As my colleague started to modify the linker script, I found more problems to be solved in the simulator.

The RISC-V Angel Memory

One of my concern this week is to set or limit the memory that could be created by the simulator, which is also the size for the RAM of simulator. The default RISC-V Angel RAM is set to 8 MiB (MegaByte), which can be calculated from

Total Memory (byte) = 1 x 1024 x 1024 = 10485760 byte
Total Memory (bits) = 8 x 1024 x 1024 = 8388608 bits

However, knowing the calculation is just the initial part of solving my problem. Since my colleague Sumia had modified the linker script, the global pointer actually start at address 0x80002000, this actually tells me that my RAM memory should be as large as 0x80002000, which is extremely unpractical where I would need a 256 MiB RAM. This would make the browser hang, as I am creating a JavaScript array that is almost 256 MiB. Thus, I had thought to make a mask on the load and store registers, so that it would decode the address 0x80002000 to 0x00082000 instead, which require just 128 kiB of RAM, which exactly suit the RAM space.

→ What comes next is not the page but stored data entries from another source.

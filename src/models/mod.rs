//! Plain records supplied by the surrounding app: profile, vitals and the
//! categorised medical item lists.

pub mod enums;
pub mod medical_item;
pub mod numeric;
pub mod profile;
pub mod vitals;

use thiserror::Error;

pub use enums::{
    AlcoholUse, ExerciseFrequency, Gender, ItemCategory, SmokingHistory, SymptomFrequency,
    SymptomSeverity,
};
pub use medical_item::{MedicalItem, MedicalRecords};
pub use profile::{compute_bmi, Profile, ProfileField};
pub use vitals::{reference_ranges, VitalField, VitalPanel, VitalsSnapshot};

#[derive(Error, Debug)]
pub enum ModelError {
    #[error("Invalid value for {field}: {value:?}")]
    InvalidEnum { field: String, value: String },
}
use serde::{Deserialize, Serialize};

use super::enums::{
    parse_optional, str_enum, AlcoholUse, ExerciseFrequency, Gender, SmokingHistory,
};
use super::numeric::parse_leading_float;
use super::ModelError;

str_enum!(ProfileField {
    Initials => "initials",
    Age => "age",
    Gender => "gender",
    Height => "height",
    Weight => "weight",
    Bmi => "bmi",
    Ethnicity => "ethnicity",
    Occupation => "occupation",
    FamilyHistory => "familyHistory",
    SmokingHistory => "smokingHistory",
    AlcoholUse => "alcoholUse",
    ExerciseFrequency => "exerciseFrequency",
    SleepHours => "sleepHours",
});

/// Demographics and lifestyle, as entered on the profile form.
///
/// Numeric fields stay raw text; readers coerce them at use time.
/// `bmi` is derived from `height` (cm) and `weight` (kg).
#[derive(Debug, Clone, Default, PartialEq, Serialize, Deserialize)]
#[serde(rename_all = "camelCase", default)]
pub struct Profile {
    pub initials: String,
    pub age: String,
    pub gender: Option<Gender>,
    pub height: String,
    pub weight: String,
    pub bmi: String,
    pub ethnicity: String,
    pub occupation: String,
    pub family_history: String,
    pub smoking_history: Option<SmokingHistory>,
    pub alcohol_use: Option<AlcoholUse>,
    pub exercise_frequency: Option<ExerciseFrequency>,
    pub sleep_hours: String,
}

impl Profile {
    /// Replace one field. Editing height or weight re-derives BMI.
    pub fn update_field(&mut self, field: ProfileField, value: &str) -> Result<(), ModelError> {
        match field {
            ProfileField::Initials => self.initials = value.to_string(),
            ProfileField::Age => self.age = value.to_string(),
            ProfileField::Gender => self.gender = parse_optional(value)?,
            ProfileField::Height => self.height = value.to_string(),
            ProfileField::Weight => self.weight = value.to_string(),
            ProfileField::Bmi => self.bmi = value.to_string(),
            ProfileField::Ethnicity => self.ethnicity = value.to_string(),
            ProfileField::Occupation => self.occupation = value.to_string(),
            ProfileField::FamilyHistory => self.family_history = value.to_string(),
            ProfileField::SmokingHistory => self.smoking_history = parse_optional(value)?,
            ProfileField::AlcoholUse => self.alcohol_use = parse_optional(value)?,
            ProfileField::ExerciseFrequency => self.exercise_frequency = parse_optional(value)?,
            ProfileField::SleepHours => self.sleep_hours = value.to_string(),
        }

        if matches!(field, ProfileField::Height | ProfileField::Weight) {
            self.recompute_bmi();
        }
        Ok(())
    }

    /// Re-derive `bmi` when both height and weight read as positive numbers.
    /// Otherwise the previous value is kept.
    pub fn recompute_bmi(&mut self) {
        let height = parse_leading_float(&self.height);
        let weight = parse_leading_float(&self.weight);
        if let (Some(h), Some(w)) = (height, weight) {
            if let Some(bmi) = compute_bmi(h, w) {
                self.bmi = format!("{bmi:.1}");
            }
        }
    }
}

/// Body mass index from centimetres and kilograms, rounded to one decimal.
pub fn compute_bmi(height_cm: f64, weight_kg: f64) -> Option<f64> {
    if height_cm <= 0.0 || weight_kg <= 0.0 {
        return None;
    }
    let height_m = height_cm / 100.0;
    let bmi = weight_kg / (height_m * height_m);
    Some((bmi * 10.0).round() / 10.0)
}
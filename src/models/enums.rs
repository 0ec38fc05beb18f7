use serde::{Deserialize, Serialize};

use super::ModelError;

/// Macro to generate enum with as_str + std::str::FromStr pattern.
/// The string form doubles as the serde wire name.
macro_rules! str_enum {
    ($name:ident { $($variant:ident => $s:literal),+ $(,)? }) => {
        #[derive(Debug, Clone, Copy, PartialEq, Eq, Hash, PartialOrd, Ord, Serialize, Deserialize)]
        pub enum $name {
            $(#[serde(rename = $s)] $variant),+
        }

        impl $name {
            pub fn as_str(&self) -> &'static str {
                match self {
                    $(Self::$variant => $s),+
                }
            }
        }

        impl std::str::FromStr for $name {
            type Err = ModelError;

            fn from_str(s: &str) -> Result<Self, Self::Err> {
                match s {
                    $($s => Ok(Self::$variant)),+,
                    _ => Err(ModelError::InvalidEnum {
                        field: stringify!($name).into(),
                        value: s.into(),
                    }),
                }
            }
        }

        impl std::fmt::Display for $name {
            fn fmt(&self, f: &mut std::fmt::Formatter<'_>) -> std::fmt::Result {
                f.write_str(self.as_str())
            }
        }
    };
}

pub(crate) use str_enum;

str_enum!(Gender {
    Male => "male",
    Female => "female",
    Other => "other",
});

str_enum!(SmokingHistory {
    Never => "never",
    Former => "former",
    Current => "current",
});

str_enum!(AlcoholUse {
    Abstains => "none",
    Occasional => "occasional",
    Moderate => "moderate",
    Heavy => "heavy",
});

str_enum!(ExerciseFrequency {
    Sedentary => "none",
    OneToTwo => "1-2",
    ThreeToFour => "3-4",
    FivePlus => "5plus",
});

str_enum!(ItemCategory {
    Condition => "conditions",
    Medication => "medications",
    Allergy => "allergies",
    Surgery => "surgeries",
    Symptom => "symptoms",
});

impl ItemCategory {
    pub const ALL: [ItemCategory; 5] = [
        Self::Condition,
        Self::Medication,
        Self::Allergy,
        Self::Surgery,
        Self::Symptom,
    ];
}

str_enum!(SymptomSeverity {
    Mild => "mild",
    Moderate => "moderate",
    Severe => "severe",
});

str_enum!(SymptomFrequency {
    Occasional => "occasional",
    Frequent => "frequent",
    Constant => "constant",
});

/// Parse an optional form value: blank means "not set".
pub fn parse_optional<T>(value: &str) -> Result<Option<T>, ModelError>
where
    T: std::str::FromStr<Err = ModelError>,
{
    let trimmed = value.trim();
    if trimmed.is_empty() {
        return Ok(None);
    }
    trimmed.parse().map(Some)
}

#[cfg(test)]
mod tests {
    use super::*;
    use std::str::FromStr;

    #[test]
    fn smoking_history_round_trip() {
        for (variant, s) in [
            (SmokingHistory::Never, "never"),
            (SmokingHistory::Former, "former"),
            (SmokingHistory::Current, "current"),
        ] {
            assert_eq!(variant.as_str(), s);
            assert_eq!(SmokingHistory::from_str(s).unwrap(), variant);
        }
    }

    #[test]
    fn exercise_frequency_uses_form_values() {
        assert_eq!(ExerciseFrequency::from_str("1-2").unwrap(), ExerciseFrequency::OneToTwo);
        assert_eq!(ExerciseFrequency::FivePlus.as_str(), "5plus");
    }

    #[test]
    fn item_category_serializes_as_list_name() {
        let json = serde_json::to_string(&ItemCategory::Symptom).unwrap();
        assert_eq!(json, "\"symptoms\"");
        let parsed: ItemCategory = serde_json::from_str("\"allergies\"").unwrap();
        assert_eq!(parsed, ItemCategory::Allergy);
    }

    #[test]
    fn invalid_enum_returns_error() {
        assert!(Gender::from_str("Male").is_err());
        assert!(SmokingHistory::from_str("sometimes").is_err());
        let ModelError::InvalidEnum { field, value } = AlcoholUse::from_str("").unwrap_err();
        assert_eq!(field, "AlcoholUse");
        assert_eq!(value, "");
    }

    #[test]
    fn parse_optional_treats_blank_as_unset() {
        assert_eq!(parse_optional::<Gender>("").unwrap(), None);
        assert_eq!(parse_optional::<Gender>("   ").unwrap(), None);
        assert_eq!(parse_optional::<Gender>("female").unwrap(), Some(Gender::Female));
        assert!(parse_optional::<Gender>("unknown").is_err());
    }
}
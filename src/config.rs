use tracing_subscriber::EnvFilter;

/// Application-level constants
pub const APP_NAME: &str = "VitalCare";
pub const APP_VERSION: &str = env!("CARGO_PKG_VERSION");

/// Evidence label attached to every consultation record
pub const EVIDENCE_LEVEL: &str = "Clinical Guidelines";

/// Log filter used when `RUST_LOG` is unset.
/// Debug builds show engine decisions; release builds stay at info.
pub fn default_log_filter() -> &'static str {
    if cfg!(debug_assertions) {
        "vitalcare_lib=debug,vitalcare=debug,info"
    } else {
        "info"
    }
}

/// Install the global tracing subscriber. `RUST_LOG` overrides the default filter.
pub fn init_tracing() {
    tracing_subscriber::fmt()
        .with_env_filter(
            EnvFilter::try_from_default_env()
                .unwrap_or_else(|_| EnvFilter::new(default_log_filter())),
        )
        .with_writer(std::io::stderr)
        .init();
}

#[cfg(test)]
mod tests {
    use super::*;

    #[test]
    fn app_name_is_vitalcare() {
        assert_eq!(APP_NAME, "VitalCare");
    }

    #[test]
    fn app_version_matches_cargo() {
        assert_eq!(APP_VERSION, "0.1.0");
    }

    #[test]
    fn default_filter_parses() {
        assert!(EnvFilter::try_new(default_log_filter()).is_ok());
    }
}
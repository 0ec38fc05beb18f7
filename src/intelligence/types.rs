use serde::{Deserialize, Serialize};

// ---------------------------------------------------------------------------
// RiskLevel
// ---------------------------------------------------------------------------

/// Cardiovascular risk band derived from the additive score.
#[derive(Debug, Clone, Copy, Serialize, Deserialize, PartialEq, Eq, PartialOrd, Ord)]
pub enum RiskLevel {
    Low,
    Moderate,
    High,
}

impl RiskLevel {
    /// Score at or above which the level is `High`.
    pub const HIGH_THRESHOLD: u32 = 6;
    /// Score at or above which the level is `Moderate`.
    pub const MODERATE_THRESHOLD: u32 = 3;

    pub fn from_score(score: u32) -> Self {
        if score >= Self::HIGH_THRESHOLD {
            Self::High
        } else if score >= Self::MODERATE_THRESHOLD {
            Self::Moderate
        } else {
            Self::Low
        }
    }

    pub fn as_str(&self) -> &'static str {
        match self {
            Self::Low => "Low",
            Self::Moderate => "Moderate",
            Self::High => "High",
        }
    }
}

// ---------------------------------------------------------------------------
// RiskAssessment
// ---------------------------------------------------------------------------

#[derive(Debug, Clone, PartialEq, Eq, Serialize, Deserialize)]
#[serde(rename_all = "camelCase")]
pub struct RiskAssessment {
    pub risk_level: RiskLevel,
    pub risk_score: u32,
    /// Human-readable factors in rule evaluation order.
    pub risk_factors: Vec<String>,
}

// ---------------------------------------------------------------------------
// DiabeticAssessment
// ---------------------------------------------------------------------------

#[derive(Debug, Clone, Copy, PartialEq, Eq, Serialize, Deserialize)]
#[serde(rename_all = "lowercase")]
pub enum Urgency {
    High,
}

/// Outcome of the diabetic classifier.
///
/// A diagnostic-range A1C short-circuits into `DiagnosticCriteriaMet`;
/// everything else accumulates into `Assessment`.
#[derive(Debug, Clone, PartialEq, Serialize, Deserialize)]
#[serde(untagged)]
pub enum DiabeticAssessment {
    #[serde(rename_all = "camelCase")]
    DiagnosticCriteriaMet {
        status: String,
        message: String,
        urgency: Urgency,
    },
    #[serde(rename_all = "camelCase")]
    Assessment {
        risk_factors: Vec<String>,
        recommendations: Vec<String>,
        status: String,
    },
}

impl DiabeticAssessment {
    pub fn status(&self) -> &str {
        match self {
            Self::DiagnosticCriteriaMet { status, .. } | Self::Assessment { status, .. } => status,
        }
    }

    /// Accumulated factors; empty for the diagnostic variant.
    pub fn risk_factors(&self) -> &[String] {
        match self {
            Self::DiagnosticCriteriaMet { .. } => &[],
            Self::Assessment { risk_factors, .. } => risk_factors,
        }
    }

    pub fn recommendations(&self) -> &[String] {
        match self {
            Self::DiagnosticCriteriaMet { .. } => &[],
            Self::Assessment { recommendations, .. } => recommendations,
        }
    }

    pub fn is_diagnostic(&self) -> bool {
        matches!(self, Self::DiagnosticCriteriaMet { .. })
    }
}

// ---------------------------------------------------------------------------
// SymptomAnalysis
// ---------------------------------------------------------------------------

/// Catalog entries matched for one recorded symptom. All lists may be empty.
#[derive(Debug, Clone, PartialEq, Eq, Serialize, Deserialize)]
#[serde(rename_all = "camelCase")]
pub struct SymptomAnalysis {
    pub symptom: String,
    pub possible_causes: Vec<String>,
    pub red_flags: Vec<String>,
    pub recommendations: Vec<String>,
}

impl SymptomAnalysis {
    pub fn empty(symptom: &str) -> Self {
        Self {
            symptom: symptom.to_string(),
            possible_causes: Vec::new(),
            red_flags: Vec::new(),
            recommendations: Vec::new(),
        }
    }

    pub fn has_red_flags(&self) -> bool {
        !self.red_flags.is_empty()
    }
}

// ---------------------------------------------------------------------------
// HealthInsights
// ---------------------------------------------------------------------------

/// Everything the dashboard shows, recomputed from the session on demand.
#[derive(Debug, Clone, PartialEq, Serialize, Deserialize)]
#[serde(rename_all = "camelCase")]
pub struct HealthInsights {
    pub cardiovascular_risk: Option<RiskAssessment>,
    pub diabetic_risk: Option<DiabeticAssessment>,
    pub symptom_analyses: Vec<SymptomAnalysis>,
    pub overall_assessment: String,
}

#[cfg(test)]
mod tests {
    use super::*;

    #[test]
    fn risk_level_thresholds() {
        assert_eq!(RiskLevel::from_score(0), RiskLevel::Low);
        assert_eq!(RiskLevel::from_score(2), RiskLevel::Low);
        assert_eq!(RiskLevel::from_score(3), RiskLevel::Moderate);
        assert_eq!(RiskLevel::from_score(5), RiskLevel::Moderate);
        assert_eq!(RiskLevel::from_score(6), RiskLevel::High);
        assert_eq!(RiskLevel::from_score(12), RiskLevel::High);
    }

    #[test]
    fn risk_level_ordering() {
        assert!(RiskLevel::Low < RiskLevel::Moderate);
        assert!(RiskLevel::Moderate < RiskLevel::High);
    }

    #[test]
    fn diagnostic_variant_serializes_flat() {
        let assessment = DiabeticAssessment::DiagnosticCriteriaMet {
            status: "Diabetes Diagnosis Criteria Met".into(),
            message: "msg".into(),
            urgency: Urgency::High,
        };
        let json = serde_json::to_value(&assessment).unwrap();
        assert_eq!(json["urgency"], "high");
        assert_eq!(json["status"], "Diabetes Diagnosis Criteria Met");
        assert!(json.get("riskFactors").is_none());
        assert!(assessment.risk_factors().is_empty());
    }

    #[test]
    fn assessment_variant_uses_camel_case() {
        let assessment = DiabeticAssessment::Assessment {
            risk_factors: vec!["Age ≥45".into()],
            recommendations: vec![],
            status: "Assessment Complete".into(),
        };
        let json = serde_json::to_value(&assessment).unwrap();
        assert_eq!(json["riskFactors"][0], "Age ≥45");
        assert_eq!(assessment.status(), "Assessment Complete");
        assert!(!assessment.is_diagnostic());
    }

    #[test]
    fn empty_analysis_keeps_symptom_text() {
        let analysis = SymptomAnalysis::empty("Itchy rash");
        assert_eq!(analysis.symptom, "Itchy rash");
        assert!(!analysis.has_red_flags());
    }
}
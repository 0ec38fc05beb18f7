//! Cardiovascular risk scoring.
//!
//! Every rule is evaluated on every call and contributes its weight when it
//! holds; the score is the plain sum. The systolic rule is the one tiered
//! rule: only the highest satisfied band counts.

use crate::models::{Gender, Profile, SmokingHistory, VitalField, VitalsSnapshot};
use crate::models::numeric::parse_int_or_zero;

use super::messages::MessageTemplates;
use super::types::{RiskAssessment, RiskLevel};

/// Numeric and categorical inputs, already coerced.
#[derive(Debug, Clone, PartialEq)]
pub struct CardioInputs<'a> {
    pub age: i64,
    pub gender: Option<Gender>,
    pub systolic: i64,
    pub total_cholesterol: i64,
    pub hdl: i64,
    pub smoking: Option<SmokingHistory>,
    pub family_history: &'a str,
}

impl<'a> CardioInputs<'a> {
    pub fn from_records(profile: &'a Profile, vitals: &VitalsSnapshot) -> Self {
        Self {
            age: parse_int_or_zero(&profile.age),
            gender: profile.gender,
            systolic: vitals.int(VitalField::SystolicBp),
            total_cholesterol: vitals.int(VitalField::TotalCholesterol),
            hdl: vitals.int(VitalField::HdlCholesterol),
            smoking: profile.smoking_history,
            family_history: &profile.family_history,
        }
    }
}

/// A triggered rule: its label and weight.
#[derive(Debug, Clone, Copy, PartialEq, Eq)]
pub struct RuleHit {
    pub label: &'static str,
    pub weight: u32,
}

const fn hit(label: &'static str, weight: u32) -> Option<RuleHit> {
    Some(RuleHit { label, weight })
}

type CardioRule = fn(&CardioInputs<'_>) -> Option<RuleHit>;

/// Systolic bands, highest first. First satisfied band wins.
const SYSTOLIC_TIERS: [(i64, RuleHit); 2] = [
    (
        140,
        RuleHit {
            label: MessageTemplates::HYPERTENSION,
            weight: 2,
        },
    ),
    (
        130,
        RuleHit {
            label: MessageTemplates::ELEVATED_BP,
            weight: 1,
        },
    ),
];

pub fn systolic_tier(systolic: i64) -> Option<RuleHit> {
    SYSTOLIC_TIERS
        .iter()
        .find(|(threshold, _)| systolic >= *threshold)
        .map(|(_, rule)| *rule)
}

/// Rules in evaluation order; that order is the order of `risk_factors`.
const CARDIO_RULES: [CardioRule; 8] = [
    |i| {
        if i.age > 65 {
            hit(MessageTemplates::AGE_OVER_65, 2)
        } else {
            None
        }
    },
    |i| {
        if i.age > 45 && i.gender == Some(Gender::Male) {
            hit(MessageTemplates::MALE_OVER_45, 1)
        } else {
            None
        }
    },
    |i| {
        if i.age > 55 && i.gender == Some(Gender::Female) {
            hit(MessageTemplates::FEMALE_OVER_55, 1)
        } else {
            None
        }
    },
    |i| systolic_tier(i.systolic),
    |i| {
        if i.total_cholesterol >= 240 {
            hit(MessageTemplates::HIGH_CHOLESTEROL, 2)
        } else {
            None
        }
    },
    |i| {
        if i.hdl < 40 {
            hit(MessageTemplates::LOW_HDL, 1)
        } else {
            None
        }
    },
    |i| {
        if i.smoking == Some(SmokingHistory::Current) {
            hit(MessageTemplates::CURRENT_SMOKER, 2)
        } else {
            None
        }
    },
    // Case-sensitive.
    |i| {
        if i.family_history.contains("heart") {
            hit(MessageTemplates::FAMILY_HEART_DISEASE, 1)
        } else {
            None
        }
    },
];

/// Every rule that holds for `inputs`, in evaluation order.
pub fn triggered_rules(inputs: &CardioInputs<'_>) -> Vec<RuleHit> {
    CARDIO_RULES.iter().filter_map(|rule| rule(inputs)).collect()
}

pub fn score_inputs(inputs: &CardioInputs<'_>) -> RiskAssessment {
    let hits = triggered_rules(inputs);
    let risk_score: u32 = hits.iter().map(|h| h.weight).sum();
    let risk_level = RiskLevel::from_score(risk_score);

    tracing::debug!(
        score = risk_score,
        level = risk_level.as_str(),
        factors = hits.len(),
        "Cardiovascular risk scored"
    );

    RiskAssessment {
        risk_level,
        risk_score,
        risk_factors: hits.iter().map(|h| h.label.to_string()).collect(),
    }
}

/// Score cardiovascular risk.
///
/// Callers should only invoke this once age and systolic pressure are both
/// known; missing values still score (as zero) rather than fail.
pub fn assess_cardiovascular_risk(profile: &Profile, vitals: &VitalsSnapshot) -> RiskAssessment {
    score_inputs(&CardioInputs::from_records(profile, vitals))
}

Besides, I also noticed that the RISC-V Angel original source code does not actually read the most significant bits, as you can referred in here, in the for loop of loadElf() function. Thus, which in my case, I would need to change the reading of most significant bits.

The Two Complement Issue of RISC-V Angel

As I am going to read from the address 0x80002000, I actually need to store and load these addresses from the RAM, which it would result in a negative array of -7fffxxxx. These addresses is not translated to two compliments. Loading of negative arrays would produce undefined results, which is not desirable. However, one useful tool that had been used by RISC-V Angel was the Closure Library, which contains the Long function that would translate the addresses into two complements automatically. Thus, in order to process the addresses, I have to translate the data into Long type from Closure library, to get rid of the negative array.

Memory-Mapped I/O

As the work progressed, my supervisor explained to me about the memory-mapped I/O that is going to be used by the simulator. Fortunately, RISC-V Angel actually uses memory-mapped I/O, and the work that had been done on previous week was not a waste. One biggest confusion from me and my colleague Sumia, was the addresses of the I/O and the instructions are the same, and we assumed that the processor is actually using Port-Mapped I/O, which it is not! The AEMB processor actually uses memory-mapped I/O. In order to load and store the instructions for I/O properly, the store and load instruction need to be masked to treat these addresses for the I/O, not for the instruction, so that no instructions memory would be overwrite by the load and store instructions.